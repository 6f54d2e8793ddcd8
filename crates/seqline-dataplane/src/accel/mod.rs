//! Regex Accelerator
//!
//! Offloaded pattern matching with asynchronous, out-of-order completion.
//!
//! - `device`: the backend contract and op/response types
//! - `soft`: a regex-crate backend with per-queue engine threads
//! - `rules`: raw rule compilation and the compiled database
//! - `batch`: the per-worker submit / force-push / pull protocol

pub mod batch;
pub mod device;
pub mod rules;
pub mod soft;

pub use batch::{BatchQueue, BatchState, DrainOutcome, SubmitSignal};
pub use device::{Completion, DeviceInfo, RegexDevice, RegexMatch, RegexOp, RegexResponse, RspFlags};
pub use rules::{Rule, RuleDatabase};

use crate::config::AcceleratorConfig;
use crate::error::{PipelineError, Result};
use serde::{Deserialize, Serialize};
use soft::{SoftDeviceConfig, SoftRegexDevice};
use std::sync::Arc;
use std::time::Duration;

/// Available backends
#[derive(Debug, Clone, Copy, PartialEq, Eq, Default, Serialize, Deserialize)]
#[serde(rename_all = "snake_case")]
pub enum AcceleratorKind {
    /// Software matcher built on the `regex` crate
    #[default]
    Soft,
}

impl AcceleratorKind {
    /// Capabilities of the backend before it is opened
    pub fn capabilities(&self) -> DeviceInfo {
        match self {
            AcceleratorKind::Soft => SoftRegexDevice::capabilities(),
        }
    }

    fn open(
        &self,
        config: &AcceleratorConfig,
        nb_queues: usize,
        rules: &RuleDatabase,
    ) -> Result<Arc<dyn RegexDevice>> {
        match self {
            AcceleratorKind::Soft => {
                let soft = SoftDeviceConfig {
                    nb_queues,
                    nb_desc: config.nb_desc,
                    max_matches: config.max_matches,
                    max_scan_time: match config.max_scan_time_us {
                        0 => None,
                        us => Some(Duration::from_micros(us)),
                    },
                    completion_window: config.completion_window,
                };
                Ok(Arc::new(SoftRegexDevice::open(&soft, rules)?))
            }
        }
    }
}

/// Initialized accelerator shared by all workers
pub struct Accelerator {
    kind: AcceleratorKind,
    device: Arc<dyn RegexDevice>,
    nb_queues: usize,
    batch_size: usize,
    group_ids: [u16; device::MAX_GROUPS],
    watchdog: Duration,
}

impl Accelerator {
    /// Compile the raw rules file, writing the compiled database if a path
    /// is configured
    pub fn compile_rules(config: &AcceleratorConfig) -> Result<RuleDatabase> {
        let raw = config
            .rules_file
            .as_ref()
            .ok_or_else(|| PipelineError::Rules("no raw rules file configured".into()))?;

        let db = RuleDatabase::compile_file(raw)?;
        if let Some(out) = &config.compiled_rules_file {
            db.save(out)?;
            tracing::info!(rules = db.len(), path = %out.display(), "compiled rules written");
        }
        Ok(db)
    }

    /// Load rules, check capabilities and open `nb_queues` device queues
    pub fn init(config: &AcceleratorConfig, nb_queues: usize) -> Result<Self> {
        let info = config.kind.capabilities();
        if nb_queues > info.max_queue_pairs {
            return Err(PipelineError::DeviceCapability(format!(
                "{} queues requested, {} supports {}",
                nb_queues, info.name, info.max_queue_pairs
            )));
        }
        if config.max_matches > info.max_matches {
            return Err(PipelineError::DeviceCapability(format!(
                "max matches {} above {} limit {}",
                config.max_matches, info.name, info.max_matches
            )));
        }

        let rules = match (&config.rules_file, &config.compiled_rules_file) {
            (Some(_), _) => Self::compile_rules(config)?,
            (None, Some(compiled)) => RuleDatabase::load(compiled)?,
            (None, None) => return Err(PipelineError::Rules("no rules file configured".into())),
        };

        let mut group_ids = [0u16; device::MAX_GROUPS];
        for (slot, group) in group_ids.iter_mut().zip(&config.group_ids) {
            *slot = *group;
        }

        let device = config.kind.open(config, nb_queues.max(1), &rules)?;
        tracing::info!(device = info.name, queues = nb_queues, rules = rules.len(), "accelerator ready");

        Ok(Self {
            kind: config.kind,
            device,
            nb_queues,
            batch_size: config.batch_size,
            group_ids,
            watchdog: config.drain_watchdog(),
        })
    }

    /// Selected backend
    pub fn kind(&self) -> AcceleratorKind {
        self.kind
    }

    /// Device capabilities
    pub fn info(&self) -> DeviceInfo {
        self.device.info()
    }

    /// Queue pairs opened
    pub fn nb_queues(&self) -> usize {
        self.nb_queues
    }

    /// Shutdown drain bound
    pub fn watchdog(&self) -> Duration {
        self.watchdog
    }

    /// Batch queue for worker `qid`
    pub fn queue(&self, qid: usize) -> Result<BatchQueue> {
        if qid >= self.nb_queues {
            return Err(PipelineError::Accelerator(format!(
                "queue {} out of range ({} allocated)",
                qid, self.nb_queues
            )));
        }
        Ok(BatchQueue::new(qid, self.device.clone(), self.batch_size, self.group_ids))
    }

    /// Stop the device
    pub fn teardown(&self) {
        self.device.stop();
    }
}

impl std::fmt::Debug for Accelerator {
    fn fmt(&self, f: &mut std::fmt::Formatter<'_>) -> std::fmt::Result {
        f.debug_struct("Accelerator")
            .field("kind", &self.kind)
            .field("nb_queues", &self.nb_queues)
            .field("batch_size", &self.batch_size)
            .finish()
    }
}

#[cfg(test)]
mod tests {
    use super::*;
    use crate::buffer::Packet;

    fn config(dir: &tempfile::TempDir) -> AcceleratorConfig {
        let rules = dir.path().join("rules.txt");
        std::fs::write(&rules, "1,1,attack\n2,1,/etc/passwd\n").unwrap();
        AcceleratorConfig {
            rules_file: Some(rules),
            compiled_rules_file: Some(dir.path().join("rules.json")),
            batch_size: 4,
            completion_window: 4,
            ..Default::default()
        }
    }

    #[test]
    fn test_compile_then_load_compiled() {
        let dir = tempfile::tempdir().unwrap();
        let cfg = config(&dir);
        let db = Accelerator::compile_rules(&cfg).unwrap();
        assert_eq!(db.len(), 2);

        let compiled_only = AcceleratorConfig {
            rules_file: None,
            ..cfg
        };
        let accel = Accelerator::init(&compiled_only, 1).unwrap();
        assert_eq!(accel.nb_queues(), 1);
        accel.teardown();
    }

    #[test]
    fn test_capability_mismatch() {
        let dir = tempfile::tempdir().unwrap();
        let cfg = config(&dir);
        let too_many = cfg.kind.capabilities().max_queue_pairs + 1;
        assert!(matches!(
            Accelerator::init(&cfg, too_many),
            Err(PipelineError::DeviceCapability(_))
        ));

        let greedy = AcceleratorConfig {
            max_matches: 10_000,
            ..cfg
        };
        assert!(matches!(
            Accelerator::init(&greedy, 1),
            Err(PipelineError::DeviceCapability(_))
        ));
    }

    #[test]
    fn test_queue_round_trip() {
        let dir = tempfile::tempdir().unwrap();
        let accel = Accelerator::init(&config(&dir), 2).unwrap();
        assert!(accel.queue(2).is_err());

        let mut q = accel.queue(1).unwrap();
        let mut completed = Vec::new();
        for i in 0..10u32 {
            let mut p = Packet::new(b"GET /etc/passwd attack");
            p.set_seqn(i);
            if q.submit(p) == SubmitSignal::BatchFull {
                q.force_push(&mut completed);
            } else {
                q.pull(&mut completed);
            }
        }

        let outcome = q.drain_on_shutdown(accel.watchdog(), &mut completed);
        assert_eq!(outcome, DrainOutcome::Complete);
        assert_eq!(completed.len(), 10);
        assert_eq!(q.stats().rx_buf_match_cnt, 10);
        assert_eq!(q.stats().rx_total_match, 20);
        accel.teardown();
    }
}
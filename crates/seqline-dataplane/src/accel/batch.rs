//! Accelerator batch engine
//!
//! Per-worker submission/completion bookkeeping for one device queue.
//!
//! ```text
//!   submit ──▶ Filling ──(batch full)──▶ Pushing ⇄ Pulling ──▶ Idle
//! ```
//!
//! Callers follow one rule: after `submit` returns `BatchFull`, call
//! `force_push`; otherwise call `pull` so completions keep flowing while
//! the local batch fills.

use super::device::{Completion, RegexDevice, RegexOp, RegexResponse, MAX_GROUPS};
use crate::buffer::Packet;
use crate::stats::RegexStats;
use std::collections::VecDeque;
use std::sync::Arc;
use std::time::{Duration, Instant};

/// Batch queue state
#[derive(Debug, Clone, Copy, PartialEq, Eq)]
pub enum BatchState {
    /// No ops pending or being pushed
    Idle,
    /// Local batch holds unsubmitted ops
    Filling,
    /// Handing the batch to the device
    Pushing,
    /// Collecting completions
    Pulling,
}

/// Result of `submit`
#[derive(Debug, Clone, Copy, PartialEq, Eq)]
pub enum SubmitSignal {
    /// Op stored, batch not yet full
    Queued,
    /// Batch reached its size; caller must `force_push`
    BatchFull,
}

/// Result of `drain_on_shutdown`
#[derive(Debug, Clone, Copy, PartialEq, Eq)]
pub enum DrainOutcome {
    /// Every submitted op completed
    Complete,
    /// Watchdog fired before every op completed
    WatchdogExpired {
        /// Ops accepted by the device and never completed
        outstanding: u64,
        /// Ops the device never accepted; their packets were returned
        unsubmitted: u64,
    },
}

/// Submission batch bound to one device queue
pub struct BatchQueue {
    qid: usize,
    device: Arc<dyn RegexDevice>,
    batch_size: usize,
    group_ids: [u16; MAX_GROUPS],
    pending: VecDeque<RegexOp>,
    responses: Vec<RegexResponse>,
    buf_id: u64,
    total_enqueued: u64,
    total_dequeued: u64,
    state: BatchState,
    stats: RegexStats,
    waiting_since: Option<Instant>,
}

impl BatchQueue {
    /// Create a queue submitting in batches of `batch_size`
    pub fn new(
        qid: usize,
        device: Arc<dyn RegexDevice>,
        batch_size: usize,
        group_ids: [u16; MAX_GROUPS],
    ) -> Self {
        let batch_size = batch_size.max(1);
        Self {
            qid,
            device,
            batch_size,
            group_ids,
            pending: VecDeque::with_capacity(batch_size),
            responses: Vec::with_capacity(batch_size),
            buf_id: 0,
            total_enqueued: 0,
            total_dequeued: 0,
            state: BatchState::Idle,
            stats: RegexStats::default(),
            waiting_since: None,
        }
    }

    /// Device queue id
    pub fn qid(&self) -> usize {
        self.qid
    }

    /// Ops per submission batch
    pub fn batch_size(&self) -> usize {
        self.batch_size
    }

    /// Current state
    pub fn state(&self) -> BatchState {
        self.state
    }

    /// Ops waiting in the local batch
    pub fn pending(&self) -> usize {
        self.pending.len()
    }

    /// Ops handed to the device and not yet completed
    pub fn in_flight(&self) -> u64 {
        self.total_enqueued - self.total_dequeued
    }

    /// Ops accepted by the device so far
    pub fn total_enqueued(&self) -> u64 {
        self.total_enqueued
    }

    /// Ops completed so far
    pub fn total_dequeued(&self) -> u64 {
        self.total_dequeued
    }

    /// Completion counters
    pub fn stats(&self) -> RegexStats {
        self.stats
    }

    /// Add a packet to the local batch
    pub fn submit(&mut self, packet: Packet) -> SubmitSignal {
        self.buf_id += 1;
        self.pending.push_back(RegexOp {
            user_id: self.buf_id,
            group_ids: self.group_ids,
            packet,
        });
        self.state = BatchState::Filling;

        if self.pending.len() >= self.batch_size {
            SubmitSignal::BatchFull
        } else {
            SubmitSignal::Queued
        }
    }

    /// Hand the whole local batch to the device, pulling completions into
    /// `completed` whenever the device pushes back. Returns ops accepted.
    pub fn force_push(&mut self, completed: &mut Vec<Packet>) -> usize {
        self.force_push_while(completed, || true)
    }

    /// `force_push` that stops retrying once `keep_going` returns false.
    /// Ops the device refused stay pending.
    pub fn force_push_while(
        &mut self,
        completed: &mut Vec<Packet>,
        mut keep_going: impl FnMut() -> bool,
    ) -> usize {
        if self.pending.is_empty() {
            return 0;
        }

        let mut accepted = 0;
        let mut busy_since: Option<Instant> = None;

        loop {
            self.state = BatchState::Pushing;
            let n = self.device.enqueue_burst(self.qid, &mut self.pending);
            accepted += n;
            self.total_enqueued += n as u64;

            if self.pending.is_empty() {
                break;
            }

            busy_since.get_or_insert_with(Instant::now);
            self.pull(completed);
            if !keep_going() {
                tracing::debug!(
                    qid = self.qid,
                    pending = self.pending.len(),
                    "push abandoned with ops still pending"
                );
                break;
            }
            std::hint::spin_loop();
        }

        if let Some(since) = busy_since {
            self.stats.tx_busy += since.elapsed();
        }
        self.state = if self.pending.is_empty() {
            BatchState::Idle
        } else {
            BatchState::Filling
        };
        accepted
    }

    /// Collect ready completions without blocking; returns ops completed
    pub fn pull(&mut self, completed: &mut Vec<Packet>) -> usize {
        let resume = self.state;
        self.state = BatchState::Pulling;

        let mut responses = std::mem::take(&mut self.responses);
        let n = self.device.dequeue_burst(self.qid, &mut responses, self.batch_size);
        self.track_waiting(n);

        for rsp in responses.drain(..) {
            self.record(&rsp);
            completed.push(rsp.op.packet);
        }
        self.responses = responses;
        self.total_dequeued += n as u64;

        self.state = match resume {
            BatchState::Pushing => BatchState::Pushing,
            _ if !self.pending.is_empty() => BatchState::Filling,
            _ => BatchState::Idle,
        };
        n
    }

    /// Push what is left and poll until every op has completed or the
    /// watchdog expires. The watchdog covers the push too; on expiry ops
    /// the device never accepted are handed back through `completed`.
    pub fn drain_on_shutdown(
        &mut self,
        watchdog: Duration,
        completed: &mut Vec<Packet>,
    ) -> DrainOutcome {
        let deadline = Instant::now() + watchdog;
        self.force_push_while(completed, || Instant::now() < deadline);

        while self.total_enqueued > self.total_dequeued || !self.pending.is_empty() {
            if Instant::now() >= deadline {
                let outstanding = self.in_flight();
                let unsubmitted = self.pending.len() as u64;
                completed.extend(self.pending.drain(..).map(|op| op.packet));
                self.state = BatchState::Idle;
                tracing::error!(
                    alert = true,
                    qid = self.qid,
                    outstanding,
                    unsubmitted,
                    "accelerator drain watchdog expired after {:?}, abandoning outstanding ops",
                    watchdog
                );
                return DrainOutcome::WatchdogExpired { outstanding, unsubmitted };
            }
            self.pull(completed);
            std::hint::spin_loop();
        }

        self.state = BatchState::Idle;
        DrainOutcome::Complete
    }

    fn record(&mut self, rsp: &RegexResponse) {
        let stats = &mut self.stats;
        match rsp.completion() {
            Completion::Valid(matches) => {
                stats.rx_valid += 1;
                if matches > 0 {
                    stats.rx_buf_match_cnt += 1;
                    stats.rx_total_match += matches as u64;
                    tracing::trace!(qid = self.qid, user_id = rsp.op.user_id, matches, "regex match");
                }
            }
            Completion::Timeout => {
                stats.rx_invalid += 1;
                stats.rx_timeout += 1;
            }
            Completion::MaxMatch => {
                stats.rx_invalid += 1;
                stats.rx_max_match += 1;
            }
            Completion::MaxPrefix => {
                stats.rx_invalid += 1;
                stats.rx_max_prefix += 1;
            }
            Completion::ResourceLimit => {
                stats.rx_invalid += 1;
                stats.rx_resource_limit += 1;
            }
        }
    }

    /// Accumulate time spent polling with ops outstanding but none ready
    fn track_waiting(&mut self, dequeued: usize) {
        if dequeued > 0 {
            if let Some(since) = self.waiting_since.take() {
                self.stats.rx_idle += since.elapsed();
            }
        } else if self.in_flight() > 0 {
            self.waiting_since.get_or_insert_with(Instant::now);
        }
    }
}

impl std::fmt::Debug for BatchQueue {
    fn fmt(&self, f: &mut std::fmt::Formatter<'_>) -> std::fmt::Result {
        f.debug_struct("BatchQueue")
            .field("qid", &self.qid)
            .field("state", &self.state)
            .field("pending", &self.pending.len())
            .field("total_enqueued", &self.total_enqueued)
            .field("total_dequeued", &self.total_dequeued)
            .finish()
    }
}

—————

Gather from the entries above all lines that include the string "completions".

//! `force_push`; otherwise call `pull` so completions keep flowing while
    /// Collecting completions
    /// Hand the whole local batch to the device, pulling completions into
    /// Collect ready completions without blocking; returns ops completed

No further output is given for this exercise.